*** Opening Working data ***
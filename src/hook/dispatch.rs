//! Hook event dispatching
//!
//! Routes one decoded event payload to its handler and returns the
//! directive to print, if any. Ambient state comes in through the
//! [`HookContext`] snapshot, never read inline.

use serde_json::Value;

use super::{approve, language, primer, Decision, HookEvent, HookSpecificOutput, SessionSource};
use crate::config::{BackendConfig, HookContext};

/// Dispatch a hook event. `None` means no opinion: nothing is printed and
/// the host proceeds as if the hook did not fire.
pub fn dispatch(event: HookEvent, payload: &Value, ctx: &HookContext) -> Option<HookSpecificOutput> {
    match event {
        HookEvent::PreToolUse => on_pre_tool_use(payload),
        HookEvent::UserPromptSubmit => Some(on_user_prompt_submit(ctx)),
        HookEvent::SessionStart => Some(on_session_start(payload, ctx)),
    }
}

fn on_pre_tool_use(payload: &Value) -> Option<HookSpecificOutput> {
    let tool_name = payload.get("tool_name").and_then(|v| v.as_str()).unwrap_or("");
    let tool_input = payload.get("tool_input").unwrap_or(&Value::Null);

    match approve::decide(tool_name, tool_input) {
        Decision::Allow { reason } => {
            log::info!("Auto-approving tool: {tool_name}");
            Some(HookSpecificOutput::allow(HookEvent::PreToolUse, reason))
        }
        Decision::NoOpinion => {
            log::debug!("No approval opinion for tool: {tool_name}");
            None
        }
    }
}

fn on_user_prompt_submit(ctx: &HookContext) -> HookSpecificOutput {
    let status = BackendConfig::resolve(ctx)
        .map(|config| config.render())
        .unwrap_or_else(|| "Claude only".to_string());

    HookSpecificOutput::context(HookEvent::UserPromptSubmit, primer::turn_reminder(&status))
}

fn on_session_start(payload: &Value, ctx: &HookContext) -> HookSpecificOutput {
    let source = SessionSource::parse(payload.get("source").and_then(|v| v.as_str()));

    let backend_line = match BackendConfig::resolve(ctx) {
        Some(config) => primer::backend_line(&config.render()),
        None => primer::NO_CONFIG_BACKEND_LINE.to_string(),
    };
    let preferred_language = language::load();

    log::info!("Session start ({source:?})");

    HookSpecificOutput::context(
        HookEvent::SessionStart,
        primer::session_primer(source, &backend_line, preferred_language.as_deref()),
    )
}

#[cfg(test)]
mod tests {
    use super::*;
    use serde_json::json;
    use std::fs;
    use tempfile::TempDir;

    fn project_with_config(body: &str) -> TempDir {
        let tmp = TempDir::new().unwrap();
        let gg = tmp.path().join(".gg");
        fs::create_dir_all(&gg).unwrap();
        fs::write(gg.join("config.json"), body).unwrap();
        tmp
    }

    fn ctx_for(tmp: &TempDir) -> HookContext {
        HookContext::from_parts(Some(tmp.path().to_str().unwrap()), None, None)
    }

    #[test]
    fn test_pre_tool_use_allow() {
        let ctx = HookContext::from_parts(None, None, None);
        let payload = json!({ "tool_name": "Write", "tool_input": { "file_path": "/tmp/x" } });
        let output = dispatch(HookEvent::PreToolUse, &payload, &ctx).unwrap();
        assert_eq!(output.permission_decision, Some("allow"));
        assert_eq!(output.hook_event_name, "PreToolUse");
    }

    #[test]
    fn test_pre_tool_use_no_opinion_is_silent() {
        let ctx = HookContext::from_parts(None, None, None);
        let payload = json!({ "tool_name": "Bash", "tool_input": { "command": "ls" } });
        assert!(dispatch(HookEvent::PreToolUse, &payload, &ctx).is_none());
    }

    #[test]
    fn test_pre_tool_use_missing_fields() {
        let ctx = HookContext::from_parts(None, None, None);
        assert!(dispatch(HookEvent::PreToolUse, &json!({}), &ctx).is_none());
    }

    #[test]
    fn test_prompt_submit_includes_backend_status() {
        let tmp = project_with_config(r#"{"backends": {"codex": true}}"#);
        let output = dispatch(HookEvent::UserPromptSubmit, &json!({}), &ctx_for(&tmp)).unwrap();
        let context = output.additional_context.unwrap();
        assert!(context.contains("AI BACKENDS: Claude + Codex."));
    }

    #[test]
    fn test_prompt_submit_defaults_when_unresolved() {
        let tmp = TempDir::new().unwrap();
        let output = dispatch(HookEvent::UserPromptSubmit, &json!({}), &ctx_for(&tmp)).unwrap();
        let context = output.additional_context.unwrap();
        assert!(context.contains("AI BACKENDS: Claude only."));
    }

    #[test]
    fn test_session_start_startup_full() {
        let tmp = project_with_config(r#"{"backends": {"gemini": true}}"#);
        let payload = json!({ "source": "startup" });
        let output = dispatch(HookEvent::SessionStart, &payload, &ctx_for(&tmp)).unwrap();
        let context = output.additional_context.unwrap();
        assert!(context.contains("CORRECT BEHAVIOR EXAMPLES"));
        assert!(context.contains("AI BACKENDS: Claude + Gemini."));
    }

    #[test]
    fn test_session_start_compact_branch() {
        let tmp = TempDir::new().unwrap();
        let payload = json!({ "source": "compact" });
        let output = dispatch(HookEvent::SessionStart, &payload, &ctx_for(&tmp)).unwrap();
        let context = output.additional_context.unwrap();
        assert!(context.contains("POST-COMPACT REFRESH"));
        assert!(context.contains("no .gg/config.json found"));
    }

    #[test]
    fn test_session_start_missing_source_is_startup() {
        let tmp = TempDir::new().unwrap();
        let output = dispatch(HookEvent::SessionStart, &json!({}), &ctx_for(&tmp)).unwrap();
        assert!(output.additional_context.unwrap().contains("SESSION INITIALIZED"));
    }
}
*** Closing Working data ***
## Activity
Give the number of lines in the records that contain the string "Value", with no other output.

## Exercise response
5